Tackling rare diseases with AI
There are over 7,000 known rare diseases collectively that affect roughly 3 million (1 in 12) Canadians – and two-thirds are children. Globally, it is estimated that 300 million people live with a rare disease and obtaining an accurate diagnosis that would provide some certainty about a health condition that would suggest a course of treatment can be a brutal journey.
Despite advances in genomic medicine, the Canadian Organization for Rare Disorders says it takes an average of nearly 4 to 5 years to obtain an accurate diagnosis of a condition. What’s more, rare diseases and disorders are often experienced on a diverse spectrum of lived consequence, and finding appropriate therapies is expensive, time consuming, emotionally draining and can have an extreme cost burden. AI, properly implemented, can be a revolutionary breakthrough for rare disease diagnostics and treatment.
Successful AI policy on this front is an incredible victory for kids, for families, for the fight against the cruel darkness of undiagnosed disorders that millions struggle through. And Canada is home to some of the most brilliant minds who are ready to work towards this humane AI unlock.
The champions are everywhere: The Canadian Organization for Rare Disorders (CORD), the Canadian Rare Disease Network (CRDN), the Canadian Institute For Advanced Research (CIFAR, of which I am a board member), Genome Canada, the Canadian Institutes for Health Research Institute of Genetics (CIHR) is the federal research funding engine for rare genetic diseases.
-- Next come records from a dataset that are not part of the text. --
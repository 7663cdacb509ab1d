use std::sync::Arc;
use std::time::Duration;

use crate::assets::Bitmap;
use crate::assets::loader::{AssetLoader, AssetRef};
use crate::foundation::core::{PixelRect, Rgba8Premul};
use crate::foundation::error::{MockupError, MockupResult};
use crate::geometry::crop::{CropWindow, resolve_crop};
use crate::render::blit::{blit_full, blit_scaled};
use crate::render::clock::ClockRenderer;
use crate::render::surface::Surface;
use crate::scene::request::GenerationRequest;
use crate::session::state::GenerationPhase;

/// Draws individual layers onto a surface.
#[derive(Clone, Copy, Debug, PartialEq, Eq)]
pub struct LayerCompositor {
    background: Rgba8Premul,
}

impl Default for LayerCompositor {
    fn default() -> Self {
        Self::new(Rgba8Premul::transparent())
    }
}

impl LayerCompositor {
    /// Compositor clearing to `background`.
    pub fn new(background: Rgba8Premul) -> Self {
        Self { background }
    }

    /// Compositor using the configured background colour.
    pub fn from_config(cfg: &crate::MockupConfig) -> Self {
        Self::new(Rgba8Premul::from_straight_array(cfg.background_rgba))
    }

    /// Background colour applied by [`LayerCompositor::clear`].
    pub fn background(&self) -> Rgba8Premul {
        self.background
    }

    /// Reset the whole surface to the background.
    pub fn clear(&self, surface: &mut Surface) {
        surface.clear(self.background);
    }

    /// Scale the `crop` window of `wallpaper` into `screen`.
    pub fn draw_wallpaper(
        &self,
        surface: &mut Surface,
        wallpaper: &Bitmap,
        crop: CropWindow,
        screen: PixelRect,
    ) -> MockupResult<()> {
        blit_scaled(surface, wallpaper, crop.to_rect(), screen)
    }

    /// Stretch the device frame over the entire surface.
    pub fn draw_frame(&self, surface: &mut Surface, frame: &Bitmap) -> MockupResult<()> {
        let bounds = surface.canvas().bounds();
        blit_full(surface, frame, bounds)
    }

    /// Draw one icon sprite at `placement`.
    pub fn draw_icon(
        &self,
        surface: &mut Surface,
        sprite: &Bitmap,
        placement: PixelRect,
    ) -> MockupResult<()> {
        blit_full(surface, sprite, placement)
    }
}

/// Destination of one generation's layer commits.
///
/// A target may refuse work at any point (for example after a newer generation started); the
/// pipeline then stops without touching the surface again.
pub(crate) trait LayerTarget {
    /// Record the phase the pipeline entered. Returns `false` when the target no longer accepts
    /// this generation.
    fn enter(&mut self, phase: GenerationPhase) -> bool;

    /// Apply `draw` to the surface. Returns `Ok(false)` without drawing when refused.
    fn commit<F>(&mut self, draw: F) -> MockupResult<bool>
    where
        F: FnOnce(&mut Surface) -> MockupResult<()>;

    /// Mark the generation failed and blank the surface. Returns `false` when refused.
    fn fail(&mut self, err: &MockupError) -> bool;

    /// Store `report` and enter `Ready` in one step. Returns `false` when refused.
    fn finish(&mut self, report: &CompositeReport) -> bool;
}

/// An icon that could not be drawn.
#[derive(Clone, Debug, PartialEq, Eq)]
pub struct IconFailure {
    /// Icon id.
    pub id: String,
    /// Human-readable cause.
    pub reason: String,
}

/// Summary of a finished generation.
#[derive(Clone, Debug, PartialEq)]
pub struct CompositeReport {
    /// Source window that was scaled into the screen rectangle.
    pub crop: CropWindow,
    /// Ids of icons drawn, in draw order.
    pub icons_drawn: Vec<String>,
    /// Icons skipped because their sprite failed or timed out.
    pub icons_failed: Vec<IconFailure>,
    /// Whether the clock layer was drawn.
    pub clock_drawn: bool,
}

/// Shared collaborators for one generation.
pub(crate) struct Pipeline<'a, L> {
    pub(crate) loader: &'a Arc<L>,
    pub(crate) layers: &'a LayerCompositor,
    pub(crate) clock: &'a ClockRenderer,
    pub(crate) icon_timeout: Duration,
}

type IconLoad = Result<MockupResult<Bitmap>, tokio::time::error::Elapsed>;

impl<L: AssetLoader> Pipeline<'_, L> {
    /// Run the full layer sequence for `request` against `target`.
    ///
    /// Icon loads are bounded with `tokio::time::timeout`, so the runtime must have its time
    /// driver enabled.
    ///
    /// Returns `Ok(None)` when the target refused a commit part way through. Wallpaper and frame
    /// failures mark the target failed and are returned as errors; icon and clock problems are
    /// recorded in the report.
    pub(crate) async fn composite<T: LayerTarget>(
        &self,
        target: &mut T,
        request: &GenerationRequest,
        source: &AssetRef,
    ) -> MockupResult<Option<CompositeReport>> {
        let screen = request.device.screen_rect();

        if !target.enter(GenerationPhase::LoadingWallpaper) {
            return Ok(None);
        }
        if !target.commit(|s| {
            self.layers.clear(s);
            Ok(())
        })? {
            return Ok(None);
        }

        let wallpaper = match self.loader.load(source).await {
            Ok(bitmap) => bitmap,
            Err(err) => return abort(target, err),
        };
        let crop = match resolve_crop(
            f64::from(wallpaper.width),
            f64::from(wallpaper.height),
            f64::from(screen.width),
            f64::from(screen.height),
        ) {
            Ok(crop) => crop,
            Err(err) => return abort(target, err),
        };
        tracing::debug!(?crop, w = wallpaper.width, h = wallpaper.height, "wallpaper loaded");
        match target.commit(|s| self.layers.draw_wallpaper(s, &wallpaper, crop, screen)) {
            Ok(true) => {}
            Ok(false) => return Ok(None),
            Err(err) => return abort(target, err),
        }

        if !target.enter(GenerationPhase::LoadingFrame) {
            return Ok(None);
        }
        let frame = match self.loader.load(&request.device.frame_asset()).await {
            Ok(bitmap) => bitmap,
            Err(err) => return abort(target, err),
        };
        match target.commit(|s| self.layers.draw_frame(s, &frame)) {
            Ok(true) => {}
            Ok(false) => return Ok(None),
            Err(err) => return abort(target, err),
        }

        let mut report = CompositeReport {
            crop,
            icons_drawn: Vec::new(),
            icons_failed: Vec::new(),
            clock_drawn: false,
        };

        if request.toggles.show_icons {
            if !target.enter(GenerationPhase::LoadingIcons) {
                return Ok(None);
            }
            let loads = self.load_icons(request).await;
            for (icon, load) in request.icons.iter().zip(loads) {
                let sprite = match load {
                    Some(Ok(Ok(bitmap))) => bitmap,
                    Some(Ok(Err(err))) => {
                        report.icons_failed.push(icon_failure(&icon.id, err.to_string()));
                        continue;
                    }
                    Some(Err(_elapsed)) => {
                        report.icons_failed.push(icon_failure(
                            &icon.id,
                            format!("timed out after {:?}", self.icon_timeout),
                        ));
                        continue;
                    }
                    None => {
                        report
                            .icons_failed
                            .push(icon_failure(&icon.id, "load task aborted".to_string()));
                        continue;
                    }
                };
                match target.commit(|s| self.layers.draw_icon(s, &sprite, icon.placement())) {
                    Ok(true) => report.icons_drawn.push(icon.id.clone()),
                    Ok(false) => return Ok(None),
                    Err(err) => report.icons_failed.push(icon_failure(&icon.id, err.to_string())),
                }
            }
        }

        if request.toggles.show_clock {
            if !target.enter(GenerationPhase::DrawingClock) {
                return Ok(None);
            }
            let mut drawn = false;
            let committed = target.commit(|s| {
                drawn = self.clock.draw_clock(s, request.time)?;
                Ok(())
            });
            match committed {
                Ok(true) => report.clock_drawn = drawn,
                Ok(false) => return Ok(None),
                Err(err) => tracing::warn!(%err, "clock layer skipped"),
            }
        }

        if !target.finish(&report) {
            return Ok(None);
        }
        Ok(Some(report))
    }

    /// Start every icon load at once and collect the results in list order.
    async fn load_icons(&self, request: &GenerationRequest) -> Vec<Option<IconLoad>> {
        let mut set = tokio::task::JoinSet::new();
        for (idx, icon) in request.icons.iter().enumerate() {
            let loader = Arc::clone(self.loader);
            let sprite = icon.sprite.clone();
            let timeout = self.icon_timeout;
            set.spawn(async move {
                let res = tokio::time::timeout(timeout, loader.load(&sprite)).await;
                (idx, res)
            });
        }

        let mut out: Vec<Option<IconLoad>> = request.icons.iter().map(|_| None).collect();
        while let Some(joined) = set.join_next().await {
            match joined {
                Ok((idx, res)) => {
                    if let Some(slot) = out.get_mut(idx) {
                        *slot = Some(res);
                    }
                }
                Err(err) => tracing::warn!(%err, "icon load task failed"),
            }
        }
        out
    }
}

fn icon_failure(id: &str, reason: String) -> IconFailure {
    tracing::warn!(icon = id, %reason, "icon skipped");
    IconFailure {
        id: id.to_string(),
        reason,
    }
}

fn abort<T: LayerTarget>(target: &mut T, err: MockupError) -> MockupResult<Option<CompositeReport>> {
    if target.fail(&err) {
        tracing::warn!(%err, "generation failed");
        Err(err)
    } else {
        Ok(None)
    }
}

#[cfg(test)]
#[path = "../../tests/unit/render/compositor.rs"]
mod tests;
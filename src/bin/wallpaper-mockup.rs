use std::path::{Path, PathBuf};

use anyhow::Context as _;
use clap::{Parser, Subcommand};
use tracing_subscriber::EnvFilter;

use wallpaper_mockup::{
    DeviceProfile, GenerationOutcome, GenerationRequest, MockupConfig, MockupSession,
    OverlayToggles, SelectedFile,
};

#[derive(Parser, Debug)]
#[command(name = "wallpaper-mockup", version)]
struct Cli {
    #[command(subcommand)]
    cmd: Command,
}

#[derive(Subcommand, Debug)]
enum Command {
    /// Compose a photo into a phone mockup and write it as a PNG.
    Render(RenderArgs),
    /// List the built-in device profiles.
    Devices,
}

#[derive(Parser, Debug)]
struct RenderArgs {
    /// Input photo.
    #[arg(long = "in")]
    in_path: PathBuf,

    /// Output PNG path, or a directory to receive `wallpaper-mockup-<unix-ms>.png`.
    #[arg(long)]
    out: PathBuf,

    /// Device silhouette (`iphone` or `android`).
    #[arg(long, default_value = "iphone")]
    device: DeviceProfile,

    /// Skip the app icon grid.
    #[arg(long, default_value_t = false)]
    no_icons: bool,

    /// Skip the clock.
    #[arg(long, default_value_t = false)]
    no_clock: bool,

    /// Clock time as `HH:MM` (defaults to the local time).
    #[arg(long, value_parser = parse_time)]
    time: Option<chrono::NaiveTime>,

    /// Directory with frame/icon art overriding the built-in art.
    #[arg(long)]
    assets: Option<PathBuf>,

    /// JSON configuration file.
    #[arg(long)]
    config: Option<PathBuf>,
}

fn parse_time(s: &str) -> Result<chrono::NaiveTime, String> {
    chrono::NaiveTime::parse_from_str(s, "%H:%M").map_err(|e| format!("expected HH:MM: {e}"))
}

fn main() -> anyhow::Result<()> {
    initialise_tracing();
    let cli = Cli::parse();
    match cli.cmd {
        Command::Render(args) => cmd_render(args),
        Command::Devices => {
            cmd_devices();
            Ok(())
        }
    }
}

fn initialise_tracing() {
    let filter = EnvFilter::try_from_default_env().unwrap_or_else(|_| EnvFilter::new("warn"));
    tracing_subscriber::fmt()
        .with_env_filter(filter)
        .with_target(false)
        .with_writer(std::io::stderr)
        .init();
}

fn cmd_devices() {
    for device in DeviceProfile::ALL {
        let r = device.screen_rect();
        println!(
            "{device}\tscreen {}x{} at ({}, {})\tframe {}",
            r.width,
            r.height,
            r.x,
            r.y,
            device.frame_path()
        );
    }
}

fn cmd_render(args: RenderArgs) -> anyhow::Result<()> {
    let mut config = match &args.config {
        Some(path) => MockupConfig::from_path(path)?,
        None => MockupConfig::default(),
    };
    if let Some(dir) = &args.assets {
        config.assets_root = Some(dir.clone());
    }

    let file = SelectedFile::from_path(&args.in_path)?;
    let mut request = GenerationRequest::new(args.device).with_toggles(OverlayToggles {
        show_icons: !args.no_icons,
        show_clock: !args.no_clock,
    });
    if let Some(time) = args.time {
        request = request.at_time(time);
    }

    let rt = tokio::runtime::Builder::new_current_thread()
        .enable_all()
        .build()
        .context("build tokio runtime")?;

    let exported = rt.block_on(async {
        let session = MockupSession::new(&config)?;
        session.select_file(file)?;
        match session.generate(request).await? {
            GenerationOutcome::Ready(report) => {
                for failure in &report.icons_failed {
                    eprintln!("warning: icon {} skipped: {}", failure.id, failure.reason);
                }
            }
            GenerationOutcome::Superseded { token } => {
                anyhow::bail!("generation {token} was superseded");
            }
        }
        Ok::<_, anyhow::Error>(session.export()?)
    })?;

    let out = output_path(&args.out, &exported.file_name);
    if let Some(parent) = out.parent().filter(|p| !p.as_os_str().is_empty()) {
        std::fs::create_dir_all(parent)
            .with_context(|| format!("create output dir '{}'", parent.display()))?;
    }
    std::fs::write(&out, &exported.bytes)
        .with_context(|| format!("write png '{}'", out.display()))?;

    eprintln!("wrote {}", out.display());
    Ok(())
}

fn output_path(out: &Path, file_name: &str) -> PathBuf {
    let as_dir = out.is_dir() || out.as_os_str().to_string_lossy().ends_with(['/', '\\']);
    if as_dir {
        out.join(file_name)
    } else {
        out.to_path_buf()
    }
}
SickKids in Toronto is an inspiration, the Children’s Hospital of Eastern Ontario’s Care4Rare program and Research Institute with the University of Ottawa is a leader. The University of British Columbia’s Michael Smith Laboratories and Psychiatry Department are active in rare disease organism research, the McMaster Children’s Hospital in Hamilton has a rare disease clinical program in digestive diseases and oncology. I could go on and on.
Canada is a champion in healthcare and research. The champions, researchers, thought leaders, medical professionals across Canada are remarkable and motivated. If I sound passionate about this subject matter, you’re right. Aligning these great assets behind a functioning AI policy is something we should all be excited about and pressuring our governments to lead on as we move forward on this critical policy opportunity for Canada.